Jefferson believed in the future, and why not? His own lifetime was testament to the possibility of political and intellectual progress. The past, he thought, should hold no magical, unexamined claim over the present. “Some men look at Constitutions with sanctimonious reverence, and deem them, like the ark of the covenant, too sacred to be touched,” he wrote in 1816.

They ascribe to the men of the preceding age a wisdom more than human, and suppose what they did to be beyond amendment. I knew that age well: I belonged to it, and labored with it. It deserved well of its country. It was very like the present, but without the experience of the present: and 40 years of experience in government is worth a century of book-reading: and this they would say themselves, were they to rise from the dead. I am certainly not an advocate for frequent and untried changes in laws and constitutions … but I know also that laws and institutions must go hand in hand with the progress of the human mind.… We might as well require a man to wear still the coat which fitted him when a boy, as civilized society to remain ever under the regimen of their barbarous ancestors.
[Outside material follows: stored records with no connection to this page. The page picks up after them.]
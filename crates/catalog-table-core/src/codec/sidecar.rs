//! The `.meta.json` sidecar written next to every data file.
//!
//! Layout of the JSON object, in key order:
//!
//! - the [`TableMeta`] properties at top level;
//! - `primary_key`: array of key column names (empty when there is none);
//! - `fields`: column name to [`VariableMeta`], in all-columns order.
//!
//! Every top-level property other than `primary_key` and `fields` must be
//! recognized by the codec's [`TableSchema`], on write and on read.

use std::{
    fs::{self, File},
    io::{BufWriter, ErrorKind, Write},
    path::Path,
};

use serde_json::{Map, Value};
use snafu::prelude::*;

use crate::{
    codec::error::{
        EncodeSnafu, IoSnafu, MalformedSnafu, NotAnObjectSnafu, NotFoundSnafu, SidecarError,
        UnrecognizedFieldSnafu,
    },
    metadata::{TableMeta, TableSchema, VariableMeta},
    table::Table,
};

const PRIMARY_KEY: &str = "primary_key";
const FIELDS: &str = "fields";

/// Decoded sidecar contents.
#[derive(Debug)]
pub(crate) struct Sidecar {
    pub(crate) metadata: TableMeta,
    pub(crate) primary_key: Vec<String>,
    pub(crate) fields: Vec<(String, VariableMeta)>,
}

fn check_properties<'a>(
    keys: impl IntoIterator<Item = &'a String>,
    schema: &TableSchema,
) -> Result<(), SidecarError> {
    for key in keys {
        ensure!(
            schema.recognizes(key),
            UnrecognizedFieldSnafu { name: key.as_str() }
        );
    }
    Ok(())
}

/// Build the sidecar document for `table`, rejecting unrecognized properties.
pub(crate) fn encode(table: &Table, schema: &TableSchema) -> Result<Value, SidecarError> {
    let mut doc = match serde_json::to_value(table.metadata()).context(EncodeSnafu)? {
        Value::Object(map) => map,
        _ => Map::new(),
    };
    check_properties(doc.keys(), schema)?;

    let columns = table.all_columns();
    let records = table.store().borrow_mut().all_columns_metadata(&columns);
    let mut fields = Map::new();
    for (name, meta) in records {
        fields.insert(name, serde_json::to_value(meta).context(EncodeSnafu)?);
    }

    doc.insert(
        PRIMARY_KEY.to_string(),
        Value::from(table.primary_key().to_vec()),
    );
    doc.insert(FIELDS.to_string(), Value::Object(fields));
    Ok(Value::Object(doc))
}

/// Write `doc` to `path`, replacing any existing file.
pub(crate) fn write(path: &Path, doc: &Value, pretty: bool) -> Result<(), SidecarError> {
    let display = path.display().to_string();
    let file = File::create(path).context(IoSnafu { path: &display })?;
    let mut writer = BufWriter::new(file);
    let encoded = if pretty {
        serde_json::to_writer_pretty(&mut writer, doc)
    } else {
        serde_json::to_writer(&mut writer, doc)
    };
    encoded.context(EncodeSnafu)?;
    writer.flush().context(IoSnafu { path: display })?;
    Ok(())
}

/// Read and validate the sidecar at `path`.
pub(crate) fn read(path: &Path, schema: &TableSchema) -> Result<Sidecar, SidecarError> {
    let display = path.display().to_string();
    let text = match fs::read_to_string(path) {
        Ok(text) => text,
        Err(e) if e.kind() == ErrorKind::NotFound => {
            return NotFoundSnafu { path: display }.fail();
        }
        Err(e) => return Err(e).context(IoSnafu { path: display }),
    };

    let value: Value = serde_json::from_str(&text).context(MalformedSnafu { path: &display })?;
    let Value::Object(mut doc) = value else {
        return NotAnObjectSnafu { path: display }.fail();
    };

    let primary_key: Vec<String> = match doc.remove(PRIMARY_KEY) {
        Some(value) => serde_json::from_value(value).context(MalformedSnafu { path: &display })?,
        None => Vec::new(),
    };

    let mut fields = Vec::new();
    if let Some(value) = doc.remove(FIELDS) {
        let records: Map<String, Value> =
            serde_json::from_value(value).context(MalformedSnafu { path: &display })?;
        for (name, record) in records {
            let meta: VariableMeta =
                serde_json::from_value(record).context(MalformedSnafu { path: &display })?;
            fields.push((name, meta));
        }
    }

    check_properties(doc.keys(), schema)?;
    let metadata: TableMeta =
        serde_json::from_value(Value::Object(doc)).context(MalformedSnafu { path: display })?;

    Ok(Sidecar {
        metadata,
        primary_key,
        fields,
    })
}
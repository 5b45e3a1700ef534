//! Persistence codec: a data file plus a `.meta.json` sidecar.
//!
//! A table is stored as two files side by side:
//!
//! - `<base>.<ext>`: the rows, key columns first, in one of the
//!   [`DataFormat`]s;
//! - `<base>.meta.json`: table metadata, the primary key and one metadata
//!   record per column (see the `sidecar` module for the layout).
//!
//! Writes validate the path and the table metadata before touching the
//! filesystem. Reads require both files to be present.

pub mod error;
mod formats;
mod sidecar;

use std::{
    fmt,
    path::{Path, PathBuf},
};

use log::debug;
use snafu::prelude::*;

pub use error::{CodecError, FormatError, SidecarError};

use crate::{
    codec::error::{ExtensionSnafu, FormatSnafu, SidecarSnafu, TableSnafu},
    metadata::{MetadataStore, TableSchema},
    table::Table,
};

/// Supported data file formats.
#[derive(Debug, Clone, Copy, PartialEq, Eq, Hash)]
pub enum DataFormat {
    /// Comma-separated values with a header row (`.csv`).
    Csv,
    /// Arrow IPC file format (`.feather`).
    Feather,
    /// Apache Parquet (`.parquet`).
    Parquet,
}

impl DataFormat {
    /// File extension, without the leading dot.
    pub fn extension(self) -> &'static str {
        match self {
            DataFormat::Csv => "csv",
            DataFormat::Feather => "feather",
            DataFormat::Parquet => "parquet",
        }
    }

    /// The format implied by `path`'s extension, if any.
    pub fn from_path(path: &Path) -> Option<Self> {
        let ext = path.extension()?.to_str()?;
        [DataFormat::Csv, DataFormat::Feather, DataFormat::Parquet]
            .into_iter()
            .find(|format| format.extension() == ext)
    }

    fn check(self, path: &Path) -> Result<(), FormatError> {
        ensure!(
            DataFormat::from_path(path) == Some(self),
            FormatSnafu {
                format: self,
                path: path.display().to_string(),
            }
        );
        Ok(())
    }
}

impl fmt::Display for DataFormat {
    fn fmt(&self, f: &mut fmt::Formatter<'_>) -> fmt::Result {
        let name = match self {
            DataFormat::Csv => "CSV",
            DataFormat::Feather => "Feather",
            DataFormat::Parquet => "Parquet",
        };
        f.write_str(name)
    }
}

/// The sidecar path for a data file: `dir/base.csv` becomes `dir/base.meta.json`.
pub fn sidecar_path(path: &Path) -> PathBuf {
    path.with_extension("meta.json")
}

/// Reads and writes tables together with their metadata sidecar.
#[derive(Debug, Clone, PartialEq, Eq)]
pub struct TableCodec {
    /// Top-level table properties the sidecar may contain.
    pub schema: TableSchema,
    /// Pretty-print the sidecar JSON.
    pub pretty: bool,
}

impl Default for TableCodec {
    fn default() -> Self {
        TableCodec {
            schema: TableSchema::builtin(),
            pretty: true,
        }
    }
}

impl TableCodec {
    /// A pretty-printing codec recognizing the properties of `schema`.
    pub fn new(schema: TableSchema) -> Self {
        TableCodec {
            schema,
            ..Default::default()
        }
    }

    /// Write `table` to `path` and its sidecar next to it.
    ///
    /// # Errors
    ///
    /// - [`CodecError::Extension`] if `path` does not end in `format`'s extension.
    /// - [`CodecError::Sidecar`] if the table metadata has a property the
    ///   schema does not recognize, or the sidecar cannot be written.
    /// - [`CodecError::DataFile`], [`CodecError::Arrow`] or [`CodecError::Parquet`]
    ///   if the data file cannot be written.
    pub fn write(&self, table: &Table, path: &Path, format: DataFormat) -> Result<(), CodecError> {
        format.check(path).context(ExtensionSnafu)?;
        let doc = sidecar::encode(table, &self.schema).context(SidecarSnafu)?;
        let batch = table.to_record_batch().context(TableSnafu)?;

        debug!(
            "writing {} rows to {} ({format})",
            batch.num_rows(),
            path.display()
        );
        formats::write(path, format, &batch)?;

        let meta_path = sidecar_path(path);
        debug!("writing metadata sidecar {}", meta_path.display());
        sidecar::write(&meta_path, &doc, self.pretty).context(SidecarSnafu)
    }

    /// Read a table from `path` and its sidecar.
    ///
    /// # Errors
    ///
    /// - [`CodecError::Extension`] if `path` does not end in `format`'s extension.
    /// - [`CodecError::Sidecar`] if the sidecar is missing, malformed or has
    ///   an unrecognized property.
    /// - [`CodecError::Table`] if the primary key names a column the data
    ///   file lacks.
    pub fn read(&self, path: &Path, format: DataFormat) -> Result<Table, CodecError> {
        format.check(path).context(ExtensionSnafu)?;

        let meta_path = sidecar_path(path);
        debug!("reading metadata sidecar {}", meta_path.display());
        let sidecar = sidecar::read(&meta_path, &self.schema).context(SidecarSnafu)?;

        debug!("reading {} ({format})", path.display());
        let batch = formats::read(path, format)?;

        let fields: MetadataStore = sidecar
            .fields
            .into_iter()
            .filter(|(name, _)| batch.schema_ref().column_with_name(name).is_some())
            .collect();
        let mut table = Table::from_parts(batch, Vec::new(), sidecar.metadata, fields);
        table
            .set_primary_key(&sidecar.primary_key)
            .context(TableSnafu)?;
        Ok(table)
    }
}

impl Table {
    /// Write as CSV plus sidecar with the default [`TableCodec`].
    pub fn to_csv(&self, path: impl AsRef<Path>) -> Result<(), CodecError> {
        TableCodec::default().write(self, path.as_ref(), DataFormat::Csv)
    }

    /// Write as Arrow IPC (feather) plus sidecar with the default [`TableCodec`].
    pub fn to_feather(&self, path: impl AsRef<Path>) -> Result<(), CodecError> {
        TableCodec::default().write(self, path.as_ref(), DataFormat::Feather)
    }

    /// Write as Parquet plus sidecar with the default [`TableCodec`].
    pub fn to_parquet(&self, path: impl AsRef<Path>) -> Result<(), CodecError> {
        TableCodec::default().write(self, path.as_ref(), DataFormat::Parquet)
    }

    /// Read a CSV file and its sidecar with the default [`TableCodec`].
    pub fn read_csv(path: impl AsRef<Path>) -> Result<Table, CodecError> {
        TableCodec::default().read(path.as_ref(), DataFormat::Csv)
    }

    /// Read an Arrow IPC (feather) file and its sidecar with the default [`TableCodec`].
    pub fn read_feather(path: impl AsRef<Path>) -> Result<Table, CodecError> {
        TableCodec::default().read(path.as_ref(), DataFormat::Feather)
    }

    /// Read a Parquet file and its sidecar with the default [`TableCodec`].
    pub fn read_parquet(path: impl AsRef<Path>) -> Result<Table, CodecError> {
        TableCodec::default().read(path.as_ref(), DataFormat::Parquet)
    }
}
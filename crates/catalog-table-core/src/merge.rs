//! Metadata merging for derived columns.
//!
//! When a column is computed from other columns (and possibly scalars), its
//! metadata is derived from theirs:
//!
//! - `unit` / `short_unit` survive only `+` and `-`, and only when every
//!   metadata-bearing operand agrees. Multiplicative operations change the
//!   physical unit, so the result unit is unknown rather than wrong.
//! - `title` / `description` survive `+`, `-` and `fillna` under the same
//!   agreement rule.
//! - `sources` and `licenses` are concatenated and deduplicated, keeping the
//!   first-seen order.
//! - `processing_log` is the concatenation of the operands' logs plus exactly
//!   one new step naming the result, its parents and the operation.
//!
//! Disagreement never fails the computation: the field becomes unknown and a
//! [`SchemaWarning`] is logged and returned alongside the merged record.
use std::fmt;

use log::warn;

use crate::{
    column::Column,
    metadata::{ProcessingStep, VariableMeta},
};

/// Operations whose result metadata is derived by [`combine_metadata`].
#[derive(Debug, Clone, Copy, PartialEq, Eq, Hash)]
pub enum Operation {
    /// `+`
    Add,
    /// `-`
    Subtract,
    /// `*`
    Multiply,
    /// `/`
    Divide,
    /// `//`
    FloorDivide,
    /// `%`
    Modulo,
    /// `**`
    Power,
    /// `fillna`
    FillMissing,
}

impl Operation {
    /// Tag recorded in the processing log.
    pub fn tag(self) -> &'static str {
        match self {
            Operation::Add => "+",
            Operation::Subtract => "-",
            Operation::Multiply => "*",
            Operation::Divide => "/",
            Operation::FloorDivide => "//",
            Operation::Modulo => "%",
            Operation::Power => "**",
            Operation::FillMissing => "fillna",
        }
    }

    fn keeps_units(self) -> bool {
        matches!(self, Operation::Add | Operation::Subtract)
    }

    // Deliberately wider than `keeps_units`.
    fn keeps_titles(self) -> bool {
        matches!(
            self,
            Operation::Add | Operation::Subtract | Operation::FillMissing
        )
    }
}

impl fmt::Display for Operation {
    fn fmt(&self, f: &mut fmt::Formatter<'_>) -> fmt::Result {
        f.write_str(self.tag())
    }
}

/// A scalar operand.
#[derive(Debug, Clone, PartialEq)]
pub enum Scalar {
    /// 64-bit signed integer.
    Int64(i64),
    /// 64-bit float.
    Float64(f64),
    /// UTF-8 string.
    Utf8(String),
    /// Boolean.
    Boolean(bool),
}

impl fmt::Display for Scalar {
    fn fmt(&self, f: &mut fmt::Formatter<'_>) -> fmt::Result {
        match self {
            Scalar::Int64(v) => write!(f, "{v}"),
            // `{:?}` keeps the trailing `.0` on whole floats.
            Scalar::Float64(v) => write!(f, "{v:?}"),
            Scalar::Utf8(v) => f.write_str(v),
            Scalar::Boolean(v) => write!(f, "{v}"),
        }
    }
}

impl From<i64> for Scalar {
    fn from(v: i64) -> Self {
        Scalar::Int64(v)
    }
}

impl From<i32> for Scalar {
    fn from(v: i32) -> Self {
        Scalar::Int64(v.into())
    }
}

impl From<f64> for Scalar {
    fn from(v: f64) -> Self {
        Scalar::Float64(v)
    }
}

impl From<bool> for Scalar {
    fn from(v: bool) -> Self {
        Scalar::Boolean(v)
    }
}

impl From<&str> for Scalar {
    fn from(v: &str) -> Self {
        Scalar::Utf8(v.to_string())
    }
}

impl From<String> for Scalar {
    fn from(v: String) -> Self {
        Scalar::Utf8(v)
    }
}

/// One operand of a derivation: a column or a bare scalar.
#[derive(Debug, Clone)]
pub enum Operand<'a> {
    /// A column, which may carry metadata.
    Column(&'a Column),
    /// A scalar, which carries no metadata but is named in the lineage.
    Scalar(Scalar),
}

impl Operand<'_> {
    /// Identifier recorded among a processing step's parents.
    pub fn lineage_name(&self) -> String {
        match self {
            Operand::Column(column) => column.name().unwrap_or("None").to_string(),
            Operand::Scalar(scalar) => scalar.to_string(),
        }
    }

    fn metadata(&self) -> Option<VariableMeta> {
        match self {
            Operand::Column(column) => column.metadata().ok(),
            Operand::Scalar(_) => None,
        }
    }
}

impl<'a> From<&'a Column> for Operand<'a> {
    fn from(column: &'a Column) -> Self {
        Operand::Column(column)
    }
}

macro_rules! operand_from_scalar {
    ($($ty:ty),* $(,)?) => {
        $(
            impl From<$ty> for Operand<'_> {
                fn from(value: $ty) -> Self {
                    Operand::Scalar(Scalar::from(value))
                }
            }
        )*
    };
}

operand_from_scalar!(Scalar, i64, i32, f64, bool, &str, String);

/// A descriptive field that may be dropped when operands disagree.
#[derive(Debug, Clone, Copy, PartialEq, Eq, Hash)]
pub enum MergedField {
    /// `title`
    Title,
    /// `description`
    Description,
    /// `unit`
    Unit,
    /// `short_unit`
    ShortUnit,
}

impl MergedField {
    fn name(self) -> &'static str {
        match self {
            MergedField::Title => "title",
            MergedField::Description => "description",
            MergedField::Unit => "unit",
            MergedField::ShortUnit => "short_unit",
        }
    }

    fn read(self, meta: &VariableMeta) -> Option<String> {
        match self {
            MergedField::Title => meta.title.clone(),
            MergedField::Description => meta.description.clone(),
            MergedField::Unit => meta.unit.clone(),
            MergedField::ShortUnit => meta.short_unit.clone(),
        }
    }
}

/// Non-fatal notice that operands disagreed on a descriptive field.
#[derive(Debug, Clone, PartialEq, Eq)]
pub struct SchemaWarning {
    /// Field the operands disagreed on.
    pub field: MergedField,
    /// Operation being performed.
    pub operation: Operation,
    /// Distinct values seen, in first-seen order (`None` is unknown).
    pub values: Vec<Option<String>>,
}

impl fmt::Display for SchemaWarning {
    fn fmt(&self, f: &mut fmt::Formatter<'_>) -> fmt::Result {
        write!(
            f,
            "different values of '{}' detected among operands of '{}': {:?}",
            self.field.name(),
            self.operation,
            self.values
        )
    }
}

/// Merged metadata plus the warnings produced while merging.
#[derive(Debug, Clone, Default, PartialEq)]
pub struct MergeOutcome {
    /// The merged record.
    pub metadata: VariableMeta,
    /// Disagreements that degraded a field to unknown.
    pub warnings: Vec<SchemaWarning>,
}

/// Order-preserving dedup by full equality.
fn unique<T: PartialEq + Clone>(items: impl IntoIterator<Item = T>) -> Vec<T> {
    let mut out: Vec<T> = Vec::new();
    for item in items {
        if !out.contains(&item) {
            out.push(item);
        }
    }
    out
}

fn merge_field(
    field: MergedField,
    operation: Operation,
    metas: &[VariableMeta],
    warnings: &mut Vec<SchemaWarning>,
) -> Option<String> {
    let applies = match field {
        MergedField::Unit | MergedField::ShortUnit => operation.keeps_units(),
        MergedField::Title | MergedField::Description => operation.keeps_titles(),
    };
    if !applies || metas.is_empty() {
        return None;
    }

    let mut values = unique(metas.iter().map(|m| field.read(m)));
    if values.len() == 1 {
        return values.pop().flatten();
    }

    let warning = SchemaWarning {
        field,
        operation,
        values,
    };
    warn!("{warning}");
    warnings.push(warning);
    None
}

/// Merge the metadata of `operands` for a result named `name`.
pub fn combine_metadata(
    operands: &[Operand<'_>],
    operation: Operation,
    name: &str,
) -> MergeOutcome {
    let metas: Vec<VariableMeta> = operands.iter().filter_map(Operand::metadata).collect();
    let mut warnings = Vec::new();

    let title = merge_field(MergedField::Title, operation, &metas, &mut warnings);
    let description = merge_field(MergedField::Description, operation, &metas, &mut warnings);
    let unit = merge_field(MergedField::Unit, operation, &metas, &mut warnings);
    let short_unit = merge_field(MergedField::ShortUnit, operation, &metas, &mut warnings);

    let sources = unique(metas.iter().flat_map(|m| m.sources.iter().cloned()));
    let licenses = unique(metas.iter().flat_map(|m| m.licenses.iter().cloned()));

    let mut processing_log: Vec<ProcessingStep> = metas
        .iter()
        .flat_map(|m| m.processing_log.iter().cloned())
        .collect();
    processing_log.push(ProcessingStep {
        variable: name.to_string(),
        parents: operands.iter().map(Operand::lineage_name).collect(),
        operation: operation.tag().to_string(),
    });

    MergeOutcome {
        metadata: VariableMeta {
            title,
            description,
            unit,
            short_unit,
            sources,
            licenses,
            processing_log,
        },
        warnings,
    }
}
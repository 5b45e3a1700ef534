//! Error types and SNAFU context selectors for `codec`.

use arrow::error::ArrowError;
use parquet::errors::ParquetError;
use snafu::prelude::*;

use crate::{codec::DataFormat, table::TableError};

/// A data file path whose extension does not match the requested format.
#[derive(Debug, Snafu)]
#[snafu(
    display("{format} data must use a '.{}' file, got {path}", format.extension()),
    visibility(pub(crate))
)]
pub struct FormatError {
    /// The requested format.
    pub format: DataFormat,
    /// The offending path.
    pub path: String,
}

/// Errors reading or writing the `.meta.json` sidecar.
#[derive(Debug, Snafu)]
#[snafu(visibility(pub(crate)))]
pub enum SidecarError {
    /// No sidecar exists next to the data file.
    #[snafu(display("metadata sidecar not found: {path}"))]
    NotFound {
        /// Where the sidecar was expected.
        path: String,
    },

    /// Reading or writing the sidecar failed.
    #[snafu(display("I/O error on metadata sidecar {path}: {source}"))]
    Io {
        /// Sidecar path.
        path: String,
        /// Underlying I/O error.
        source: std::io::Error,
    },

    /// The sidecar is not valid JSON, or a value has the wrong shape.
    #[snafu(display("malformed metadata sidecar {path}: {source}"))]
    Malformed {
        /// Sidecar path.
        path: String,
        /// Underlying JSON error.
        source: serde_json::Error,
    },

    /// The sidecar's top-level value is not a JSON object.
    #[snafu(display("metadata sidecar {path} must contain a JSON object"))]
    NotAnObject {
        /// Sidecar path.
        path: String,
    },

    /// A table-level property is not recognized by the table schema.
    #[snafu(display("unrecognized table property '{name}'"))]
    UnrecognizedField {
        /// The unrecognized property name.
        name: String,
    },

    /// Table metadata could not be converted to JSON.
    #[snafu(display("failed to encode table metadata: {source}"))]
    Encode {
        /// Underlying JSON error.
        source: serde_json::Error,
    },
}

/// Errors from [`TableCodec`](crate::codec::TableCodec) reads and writes.
#[derive(Debug, Snafu)]
#[snafu(visibility(pub(crate)))]
pub enum CodecError {
    /// The path does not match the data format.
    #[snafu(display("{source}"))]
    Extension {
        /// Underlying format error.
        source: FormatError,
    },

    /// The metadata sidecar could not be read or written.
    #[snafu(display("{source}"))]
    Sidecar {
        /// Underlying sidecar error.
        source: SidecarError,
    },

    /// Opening, creating or flushing the data file failed.
    #[snafu(display("I/O error on data file {path}: {source}"))]
    DataFile {
        /// Data file path.
        path: String,
        /// Underlying I/O error.
        source: std::io::Error,
    },

    /// The CSV or Arrow IPC codec failed.
    #[snafu(display("Arrow error on data file {path}: {source}"))]
    Arrow {
        /// Data file path.
        path: String,
        /// Underlying Arrow error.
        source: ArrowError,
    },

    /// The Parquet codec failed.
    #[snafu(display("Parquet error on data file {path}: {source}"))]
    Parquet {
        /// Data file path.
        path: String,
        /// Underlying Parquet error.
        source: ParquetError,
    },

    /// The loaded data and sidecar do not form a valid table.
    #[snafu(display("cannot assemble table: {source}"))]
    Table {
        /// Underlying table error.
        source: TableError,
    },
}
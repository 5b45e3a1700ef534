//! Metadata layer.
//!
//! This module groups the durable provenance model (column-level
//! [`VariableMeta`] and table-level [`TableMeta`]), the per-table
//! [`MetadataStore`] that columns resolve their metadata through, and the
//! [`TableSchema`] describing which table-level properties a sidecar may carry.

pub mod store;
pub mod table_meta;
pub mod variable_meta;

pub use store::{MetadataStore, SharedStore};
pub use table_meta::{TableMeta, TableSchema, TableSchemaError};
pub use variable_meta::{License, ProcessingStep, Source, VariableMeta};
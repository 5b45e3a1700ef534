//! Data file encoders and decoders for each [`DataFormat`].
//!
//! Each function opens, fully writes or reads, and closes its file before it
//! returns, on success and on error.

use std::{
    fs::File,
    io::{BufReader, BufWriter, Seek, Write},
    path::Path,
    sync::Arc,
};

use arrow::{
    array::RecordBatch,
    compute::concat_batches,
    csv::{self, reader::Format},
    datatypes::SchemaRef,
    error::ArrowError,
    ipc::{reader::FileReader, writer::FileWriter},
};
use parquet::arrow::{ArrowWriter, arrow_reader::ParquetRecordBatchReaderBuilder};
use snafu::prelude::*;

use crate::codec::{
    DataFormat,
    error::{ArrowSnafu, CodecError, DataFileSnafu, ParquetSnafu},
};

fn display(path: &Path) -> String {
    path.display().to_string()
}

fn collect(
    schema: SchemaRef,
    batches: impl Iterator<Item = Result<RecordBatch, ArrowError>>,
) -> Result<RecordBatch, ArrowError> {
    let batches = batches.collect::<Result<Vec<_>, _>>()?;
    concat_batches(&schema, &batches)
}

/// Write `batch` to `path` in `format`.
pub(crate) fn write(path: &Path, format: DataFormat, batch: &RecordBatch) -> Result<(), CodecError> {
    let file = File::create(path).context(DataFileSnafu { path: display(path) })?;
    match format {
        DataFormat::Csv => {
            let mut writer = csv::WriterBuilder::new()
                .with_header(true)
                .build(BufWriter::new(file));
            writer
                .write(batch)
                .context(ArrowSnafu { path: display(path) })?;
            writer
                .into_inner()
                .flush()
                .context(DataFileSnafu { path: display(path) })?;
        }
        DataFormat::Feather => {
            let mut writer = FileWriter::try_new(BufWriter::new(file), &batch.schema())
                .context(ArrowSnafu { path: display(path) })?;
            writer
                .write(batch)
                .context(ArrowSnafu { path: display(path) })?;
            writer.finish().context(ArrowSnafu { path: display(path) })?;
        }
        DataFormat::Parquet => {
            let mut writer = ArrowWriter::try_new(file, batch.schema(), None)
                .context(ParquetSnafu { path: display(path) })?;
            writer
                .write(batch)
                .context(ParquetSnafu { path: display(path) })?;
            writer.close().context(ParquetSnafu { path: display(path) })?;
        }
    }
    Ok(())
}

/// Read the whole file at `path` as one batch.
pub(crate) fn read(path: &Path, format: DataFormat) -> Result<RecordBatch, CodecError> {
    let mut file = File::open(path).context(DataFileSnafu { path: display(path) })?;
    match format {
        DataFormat::Csv => {
            let csv_format = Format::default().with_header(true);
            let (schema, _) = csv_format
                .infer_schema(&mut file, None)
                .context(ArrowSnafu { path: display(path) })?;
            file.rewind().context(DataFileSnafu { path: display(path) })?;

            let schema = Arc::new(schema);
            let reader = csv::ReaderBuilder::new(Arc::clone(&schema))
                .with_format(csv_format)
                .build(BufReader::new(file))
                .context(ArrowSnafu { path: display(path) })?;
            collect(schema, reader).context(ArrowSnafu { path: display(path) })
        }
        DataFormat::Feather => {
            let reader = FileReader::try_new(BufReader::new(file), None)
                .context(ArrowSnafu { path: display(path) })?;
            collect(reader.schema(), reader).context(ArrowSnafu { path: display(path) })
        }
        DataFormat::Parquet => {
            let builder = ParquetRecordBatchReaderBuilder::try_new(file)
                .context(ParquetSnafu { path: display(path) })?;
            let schema = Arc::clone(builder.schema());
            let reader = builder
                .build()
                .context(ParquetSnafu { path: display(path) })?;
            collect(schema, reader).context(ArrowSnafu { path: display(path) })
        }
    }
}
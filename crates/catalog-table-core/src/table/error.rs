//! Error types and SNAFU context selectors for `table`.
//!
//! Every fallible table mutation validates its inputs before touching any
//! field, so an error here means the table is exactly as it was.

use arrow::error::ArrowError;
use snafu::prelude::*;

use crate::naming::NamingError;

/// Errors from table-level operations.
#[derive(Debug, Snafu)]
#[snafu(visibility(pub(crate)))]
pub enum TableError {
    /// The named column does not exist.
    #[snafu(display("column '{name}' not found"))]
    ColumnNotFound {
        /// The missing column name.
        name: String,
    },

    /// A rename would overwrite an existing column.
    #[snafu(display("column '{name}' already exists"))]
    ColumnExists {
        /// The conflicting column name.
        name: String,
    },

    /// Column names must be non-empty.
    #[snafu(display("column name must not be empty"))]
    EmptyName,

    /// The assigned values do not match the table's row count.
    #[snafu(display("column '{name}' has {actual} values but the table has {expected} rows"))]
    LengthMismatch {
        /// Column being assigned.
        name: String,
        /// Table row count.
        expected: usize,
        /// Length of the assigned values.
        actual: usize,
    },

    /// A primary key listed the same column twice.
    #[snafu(display("column '{name}' appears more than once in the primary key"))]
    DuplicateKey {
        /// The repeated key column.
        name: String,
    },

    /// Two columns would end up with the same name.
    #[snafu(display("columns '{first}' and '{second}' would both be named '{name}'"))]
    NameCollision {
        /// The colliding target name.
        name: String,
        /// First source column.
        first: String,
        /// Second source column.
        second: String,
    },

    /// A column name could not be normalized.
    #[snafu(display("invalid column name: {source}"))]
    Naming {
        /// Underlying naming error.
        source: NamingError,
    },

    /// Arrow rejected the resulting record batch or a kernel failed.
    #[snafu(display("Arrow error while reshaping table: {source}"))]
    Arrow {
        /// Underlying Arrow error.
        source: ArrowError,
    },
}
He loved the spirit of innovation. “The fact is that one new idea leads to another, that to a third and so on through a course of time, until someone, with whom no one of these ideas was original, combines all together, and produces what is justly called a new invention.” The future was full of infinite possibilities. “When I contemplate the immense advances in science, and discoveries in the arts which have been made within the period of my life, I look forward with confidence to equal advances by the present generation; and have no doubt they will consequently be as much wiser than we have been, as we than our fathers were, and they than the burners of witches,” he wrote in retirement.

There was now world enough and time to build as well as defend. In the wake of the British army's burning of the roughly 3,000 books belonging to Congress at Washington, Jefferson offered to sell the nation his own collection. There were 6,487 volumes in Jefferson's hands; in the words of the
National Intelligencer,
the library “for its selection, rarity and intrinsic value, is beyond all price.” They formed the core of the new Library of Congress.

And as the years passed, he turned more and more of his attention to a project in Charlottesville that he believed would create the conditions in which succeeding generations could surpass those that came before.